The trend toward value has resulted in increased shopping trips from a wider range of shopper demographics, Levine said. He said the chain likely took market share from supermarkets and convenience stores as sales climbed by 8.3% overall and 6.2% on a comparable-store basis during the quarter. Net income improved 35.5% to $87.7 million as a result of higher sales leverage and gross profit increases stemming from lower freight expenses, reduced shrinkage and higher purchase mark-ups.

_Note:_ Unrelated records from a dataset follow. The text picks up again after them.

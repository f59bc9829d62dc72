//! Access policy decisions.
//!
//! Every function here is a pure function of (user, settings, target). The
//! caller resolves the target's [`Ownership`] from storage first; a target
//! that no longer exists is passed as `None` and always denied, which keeps
//! "not found" indistinguishable from "not yours".

use shopdesk_core::{Ownership, OwnershipMode, Settings, UserId};

use crate::user::UserContext;

/// Policy gate over one request's settings.
#[derive(Debug, Copy, Clone)]
pub struct AccessPolicy<'a> {
    settings: &'a Settings,
}

impl<'a> AccessPolicy<'a> {
    pub fn new(settings: &'a Settings) -> Self {
        Self { settings }
    }

    /// May this user open the partner dashboard at all?
    pub fn can_access_dashboard(&self, user: Option<&UserContext>) -> bool {
        let Some(user) = user else {
            return false;
        };

        if !self.settings.enabled {
            return false;
        }

        if user.manage_all {
            return true;
        }

        if self.settings.is_whitelisted(user.id) {
            return user.can_read;
        }

        if user.has_role_in(&self.settings.allowed_roles) {
            return user.can_read;
        }

        false
    }

    /// Is this user a partner (non-admin with dashboard scope)?
    ///
    /// Admin capability always wins: a manage-all user is never a partner,
    /// even when whitelisted.
    pub fn is_partner(&self, user: Option<&UserContext>) -> bool {
        let Some(user) = user else {
            return false;
        };

        if user.manage_all {
            return false;
        }

        self.settings.is_whitelisted(user.id) || user.has_role_in(&self.settings.allowed_roles)
    }

    /// Explicit assignment wins; otherwise the authoring user owns the item.
    pub fn resolve_owner(&self, ownership: &Ownership) -> UserId {
        ownership.owner()
    }

    /// May this user edit the product whose ownership is `target`?
    ///
    /// `target = None` means the product could not be resolved and is never
    /// manageable.
    pub fn can_manage_product(
        &self,
        user: Option<&UserContext>,
        target: Option<&Ownership>,
    ) -> bool {
        let Some(user) = user else {
            return false;
        };

        if !self.can_access_dashboard(Some(user)) {
            return false;
        }

        if user.manage_all {
            return true;
        }

        if self.settings.ownership_mode == OwnershipMode::Shared {
            return true;
        }

        match target {
            Some(ownership) => self.resolve_owner(ownership) == user.id,
            None => false,
        }
    }

    /// May this user view an order whose line items resolve to `line_owners`?
    ///
    /// Under restricted mode an order is visible iff at least one line item's
    /// product is owned by the user.
    pub fn can_view_order(&self, user: Option<&UserContext>, line_owners: &[Ownership]) -> bool {
        let Some(user) = user else {
            return false;
        };

        if !self.can_access_dashboard(Some(user)) {
            return false;
        }

        if user.manage_all {
            return true;
        }

        if self.settings.ownership_mode == OwnershipMode::Shared {
            return true;
        }

        line_owners.iter().any(|o| self.resolve_owner(o) == user.id)
    }

    /// Do this user's product mutations go through the approval queue?
    pub fn approval_required(&self, user: Option<&UserContext>) -> bool {
        if !self.settings.require_product_approval {
            return false;
        }

        match user {
            Some(u) if u.manage_all => false,
            _ => self.is_partner(user),
        }
    }
}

Reallocating space from slower-moving items will provide the chain more space for fast-growing items like food and paper goods, and “enable us to develop multiple but manageable prototypes to facilitate future space allocation efforts,” Levine said. “In addition, we intend to incorporate some of the most customer-impactful elements of our concept renewal work into the stores, such as signage and more intuitive merchandize adjacency.”
Consumables accounted for 65% of the total sales at Family Dollar during the quarter, up from 63% in the same period last year, and consumables sales increased 12.6% overall. The category's growth has more than made up for decreased sales in apparel and accessories, the company said. That category experienced a 5% sales decline during the quarter.
Efforts to reallocate space in accordance with those trends will result in an increase in capital spending in this quarter, Levine said, but will have benefits over the longer term.
Sales in the current quarter will be tempered some by comparison to the year-ago period when consumers spent government stimulus checks, officials said. However, benefits to lower-income shoppers are taking different forms this year.
“This year, our customers are also benefiting from the government stimulus, but the impact is somewhat different from a timing standpoint,” explained Kenneth Smith, chief financial officer. “This year, the federal stimulus package is intended to provide assistance to low-income families for the rest of 2009 through tax credits and expansion of the food stamp program and increased unemployment benefits. All of these programs should benefit our customers, but over a prolonged period. In addition, the minimum wage increase, which will be an effective later this month, could also provide customers with additional income.”
The company expects overall comparable sales of 2%-4% in the fourth quarter, which ends Aug. 29.